Saved data entries:

↓↓↓

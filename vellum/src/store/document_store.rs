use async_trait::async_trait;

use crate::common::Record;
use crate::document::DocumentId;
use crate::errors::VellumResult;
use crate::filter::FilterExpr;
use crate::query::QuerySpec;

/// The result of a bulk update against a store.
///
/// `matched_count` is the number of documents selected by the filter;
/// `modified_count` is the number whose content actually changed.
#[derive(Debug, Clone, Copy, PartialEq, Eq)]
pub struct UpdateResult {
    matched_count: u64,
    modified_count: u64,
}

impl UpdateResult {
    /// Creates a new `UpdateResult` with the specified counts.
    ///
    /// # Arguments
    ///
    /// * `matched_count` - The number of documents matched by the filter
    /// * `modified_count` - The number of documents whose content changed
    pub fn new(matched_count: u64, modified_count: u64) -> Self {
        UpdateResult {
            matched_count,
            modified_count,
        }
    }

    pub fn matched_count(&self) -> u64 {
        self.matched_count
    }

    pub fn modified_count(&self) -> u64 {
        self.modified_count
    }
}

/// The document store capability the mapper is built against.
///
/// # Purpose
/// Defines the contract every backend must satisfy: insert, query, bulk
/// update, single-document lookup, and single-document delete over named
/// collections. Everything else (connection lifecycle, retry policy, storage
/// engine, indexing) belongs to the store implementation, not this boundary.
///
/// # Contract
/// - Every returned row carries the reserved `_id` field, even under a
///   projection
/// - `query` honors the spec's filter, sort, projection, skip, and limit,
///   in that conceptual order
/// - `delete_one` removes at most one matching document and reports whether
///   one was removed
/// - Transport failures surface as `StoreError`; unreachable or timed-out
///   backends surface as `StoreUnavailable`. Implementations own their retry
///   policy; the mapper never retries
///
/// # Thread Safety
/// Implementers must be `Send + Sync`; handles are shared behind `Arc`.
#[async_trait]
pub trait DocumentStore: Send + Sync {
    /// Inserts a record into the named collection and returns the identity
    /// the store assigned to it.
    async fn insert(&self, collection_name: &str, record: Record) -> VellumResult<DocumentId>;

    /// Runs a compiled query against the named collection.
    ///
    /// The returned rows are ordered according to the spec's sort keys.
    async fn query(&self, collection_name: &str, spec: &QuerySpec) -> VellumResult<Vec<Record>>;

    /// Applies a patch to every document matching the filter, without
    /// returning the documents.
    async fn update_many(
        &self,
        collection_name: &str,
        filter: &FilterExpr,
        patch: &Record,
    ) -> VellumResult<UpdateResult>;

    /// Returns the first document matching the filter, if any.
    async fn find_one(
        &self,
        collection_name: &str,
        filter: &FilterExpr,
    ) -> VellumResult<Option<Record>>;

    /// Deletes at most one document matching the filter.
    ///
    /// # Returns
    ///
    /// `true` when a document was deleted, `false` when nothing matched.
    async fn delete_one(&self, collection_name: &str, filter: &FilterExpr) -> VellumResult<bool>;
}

↑↑↑
↓↓↓

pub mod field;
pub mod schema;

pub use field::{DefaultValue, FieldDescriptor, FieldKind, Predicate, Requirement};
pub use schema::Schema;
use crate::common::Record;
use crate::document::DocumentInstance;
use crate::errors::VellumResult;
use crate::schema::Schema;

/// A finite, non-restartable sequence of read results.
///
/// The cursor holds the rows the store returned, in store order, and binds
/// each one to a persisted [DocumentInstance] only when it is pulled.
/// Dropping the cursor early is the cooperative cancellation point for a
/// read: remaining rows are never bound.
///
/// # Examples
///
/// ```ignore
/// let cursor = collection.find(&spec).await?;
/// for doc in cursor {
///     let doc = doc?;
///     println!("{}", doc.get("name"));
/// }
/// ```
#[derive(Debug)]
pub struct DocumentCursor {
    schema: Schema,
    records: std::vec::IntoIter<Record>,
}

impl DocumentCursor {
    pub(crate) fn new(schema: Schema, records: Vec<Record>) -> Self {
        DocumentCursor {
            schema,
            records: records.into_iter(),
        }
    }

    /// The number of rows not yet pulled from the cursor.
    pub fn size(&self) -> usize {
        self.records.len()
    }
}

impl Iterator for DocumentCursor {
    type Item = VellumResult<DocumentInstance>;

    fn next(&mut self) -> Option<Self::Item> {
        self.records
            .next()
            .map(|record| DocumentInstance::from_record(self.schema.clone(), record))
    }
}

↑↑↑
↓↓↓

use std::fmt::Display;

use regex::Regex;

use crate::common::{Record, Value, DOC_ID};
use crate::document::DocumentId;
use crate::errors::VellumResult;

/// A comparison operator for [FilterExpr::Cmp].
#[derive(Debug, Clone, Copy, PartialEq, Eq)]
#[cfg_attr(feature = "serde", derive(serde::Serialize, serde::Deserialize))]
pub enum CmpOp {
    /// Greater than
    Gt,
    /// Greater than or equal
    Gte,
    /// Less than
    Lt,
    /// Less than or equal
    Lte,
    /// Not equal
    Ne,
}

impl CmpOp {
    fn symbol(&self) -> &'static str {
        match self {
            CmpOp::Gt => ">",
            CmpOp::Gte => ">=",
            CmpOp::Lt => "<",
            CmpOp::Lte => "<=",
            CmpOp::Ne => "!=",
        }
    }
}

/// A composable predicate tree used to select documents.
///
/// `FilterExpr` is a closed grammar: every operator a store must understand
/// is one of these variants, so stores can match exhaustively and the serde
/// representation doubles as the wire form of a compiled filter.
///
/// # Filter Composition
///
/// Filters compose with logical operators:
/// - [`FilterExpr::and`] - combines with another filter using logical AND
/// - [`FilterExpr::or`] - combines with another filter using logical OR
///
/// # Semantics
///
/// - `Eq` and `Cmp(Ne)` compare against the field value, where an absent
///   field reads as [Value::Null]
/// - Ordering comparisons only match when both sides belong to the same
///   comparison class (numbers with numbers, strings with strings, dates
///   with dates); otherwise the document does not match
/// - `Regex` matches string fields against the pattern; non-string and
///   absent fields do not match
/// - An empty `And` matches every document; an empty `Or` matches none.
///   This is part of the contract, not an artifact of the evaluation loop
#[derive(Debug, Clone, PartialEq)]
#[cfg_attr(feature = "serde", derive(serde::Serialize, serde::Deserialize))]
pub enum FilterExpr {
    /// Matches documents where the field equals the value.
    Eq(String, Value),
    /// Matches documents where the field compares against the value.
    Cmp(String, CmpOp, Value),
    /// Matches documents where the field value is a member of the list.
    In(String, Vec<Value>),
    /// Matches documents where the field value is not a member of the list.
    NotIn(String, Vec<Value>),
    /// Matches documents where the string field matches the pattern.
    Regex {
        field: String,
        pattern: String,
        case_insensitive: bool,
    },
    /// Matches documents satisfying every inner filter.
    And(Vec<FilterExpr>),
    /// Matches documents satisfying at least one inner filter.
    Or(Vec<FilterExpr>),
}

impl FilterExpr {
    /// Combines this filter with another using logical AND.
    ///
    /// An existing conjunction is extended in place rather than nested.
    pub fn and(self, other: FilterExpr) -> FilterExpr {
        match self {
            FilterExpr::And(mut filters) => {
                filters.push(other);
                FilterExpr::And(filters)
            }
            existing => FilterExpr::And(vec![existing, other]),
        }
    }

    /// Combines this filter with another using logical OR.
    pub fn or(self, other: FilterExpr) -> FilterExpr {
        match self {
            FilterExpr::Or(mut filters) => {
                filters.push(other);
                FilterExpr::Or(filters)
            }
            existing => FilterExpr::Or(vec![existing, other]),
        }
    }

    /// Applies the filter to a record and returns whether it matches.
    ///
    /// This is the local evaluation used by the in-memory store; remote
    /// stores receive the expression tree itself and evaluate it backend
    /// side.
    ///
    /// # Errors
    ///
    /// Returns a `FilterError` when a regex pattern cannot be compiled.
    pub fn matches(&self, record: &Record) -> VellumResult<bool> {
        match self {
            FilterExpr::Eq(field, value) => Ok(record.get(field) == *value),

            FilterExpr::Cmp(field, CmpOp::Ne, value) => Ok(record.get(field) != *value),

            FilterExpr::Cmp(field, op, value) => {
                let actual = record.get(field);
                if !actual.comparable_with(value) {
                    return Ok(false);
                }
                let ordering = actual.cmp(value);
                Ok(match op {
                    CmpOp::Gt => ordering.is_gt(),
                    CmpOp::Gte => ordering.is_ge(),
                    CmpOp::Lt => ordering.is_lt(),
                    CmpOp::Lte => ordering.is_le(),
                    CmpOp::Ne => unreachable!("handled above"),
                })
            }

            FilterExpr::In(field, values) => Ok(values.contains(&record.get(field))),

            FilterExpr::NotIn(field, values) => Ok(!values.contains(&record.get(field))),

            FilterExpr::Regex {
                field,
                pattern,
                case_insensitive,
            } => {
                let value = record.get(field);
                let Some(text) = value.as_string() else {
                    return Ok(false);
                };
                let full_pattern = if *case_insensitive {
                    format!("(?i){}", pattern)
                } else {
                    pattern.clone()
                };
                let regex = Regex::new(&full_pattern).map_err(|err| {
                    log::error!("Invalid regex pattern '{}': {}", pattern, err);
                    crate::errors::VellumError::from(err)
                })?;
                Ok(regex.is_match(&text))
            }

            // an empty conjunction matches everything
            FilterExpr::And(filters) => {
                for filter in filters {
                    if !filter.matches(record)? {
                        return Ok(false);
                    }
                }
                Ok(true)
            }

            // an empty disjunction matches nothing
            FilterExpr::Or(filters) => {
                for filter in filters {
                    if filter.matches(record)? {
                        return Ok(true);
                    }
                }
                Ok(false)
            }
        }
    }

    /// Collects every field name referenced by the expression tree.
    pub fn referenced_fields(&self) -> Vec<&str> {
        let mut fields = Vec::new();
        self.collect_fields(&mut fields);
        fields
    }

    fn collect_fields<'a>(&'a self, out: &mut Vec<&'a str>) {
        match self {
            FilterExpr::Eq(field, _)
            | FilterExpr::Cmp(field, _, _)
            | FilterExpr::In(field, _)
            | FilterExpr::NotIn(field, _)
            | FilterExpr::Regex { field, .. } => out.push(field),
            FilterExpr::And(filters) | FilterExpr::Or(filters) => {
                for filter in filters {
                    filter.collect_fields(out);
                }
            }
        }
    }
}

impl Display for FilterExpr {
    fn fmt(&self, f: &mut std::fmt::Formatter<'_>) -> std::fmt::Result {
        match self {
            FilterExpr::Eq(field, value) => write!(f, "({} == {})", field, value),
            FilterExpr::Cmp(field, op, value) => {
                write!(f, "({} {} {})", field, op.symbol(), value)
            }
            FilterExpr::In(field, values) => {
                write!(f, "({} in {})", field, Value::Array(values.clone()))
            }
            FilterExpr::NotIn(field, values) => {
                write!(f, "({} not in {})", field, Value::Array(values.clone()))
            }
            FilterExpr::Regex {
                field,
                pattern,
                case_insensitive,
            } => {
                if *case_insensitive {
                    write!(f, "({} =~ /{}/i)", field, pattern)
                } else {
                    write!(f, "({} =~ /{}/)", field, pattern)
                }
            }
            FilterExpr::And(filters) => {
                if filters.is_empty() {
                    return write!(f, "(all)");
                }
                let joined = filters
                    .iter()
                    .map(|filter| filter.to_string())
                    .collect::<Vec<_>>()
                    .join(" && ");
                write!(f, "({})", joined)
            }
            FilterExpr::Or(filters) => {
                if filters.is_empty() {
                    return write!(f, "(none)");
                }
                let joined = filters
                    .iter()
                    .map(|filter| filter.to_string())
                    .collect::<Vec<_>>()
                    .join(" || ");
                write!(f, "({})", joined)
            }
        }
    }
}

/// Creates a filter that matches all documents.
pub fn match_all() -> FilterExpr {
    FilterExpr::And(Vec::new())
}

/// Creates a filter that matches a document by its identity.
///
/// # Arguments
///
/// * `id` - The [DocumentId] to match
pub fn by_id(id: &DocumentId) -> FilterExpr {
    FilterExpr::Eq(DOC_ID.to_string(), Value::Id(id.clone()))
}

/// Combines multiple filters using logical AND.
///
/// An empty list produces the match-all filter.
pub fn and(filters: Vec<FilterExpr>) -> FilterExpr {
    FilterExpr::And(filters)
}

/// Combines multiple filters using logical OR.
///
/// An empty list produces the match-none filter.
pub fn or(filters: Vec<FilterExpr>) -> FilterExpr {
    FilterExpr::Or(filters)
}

↑↑↑

Send back an exact copy of only the lines from the line with "filename vellum/src/store/document_store.rs" up to and including the line with "matched by the filter" in the data above.

filename vellum/src/store/document_store.rs
use async_trait::async_trait;

use crate::common::Record;
use crate::document::DocumentId;
use crate::errors::VellumResult;
use crate::filter::FilterExpr;
use crate::query::QuerySpec;

/// The result of a bulk update against a store.
///
/// `matched_count` is the number of documents selected by the filter;
/// `modified_count` is the number whose content actually changed.
#[derive(Debug, Clone, Copy, PartialEq, Eq)]
pub struct UpdateResult {
    matched_count: u64,
    modified_count: u64,
}

impl UpdateResult {
    /// Creates a new `UpdateResult` with the specified counts.
    ///
    /// # Arguments
    ///
    /// * `matched_count` - The number of documents matched by the filter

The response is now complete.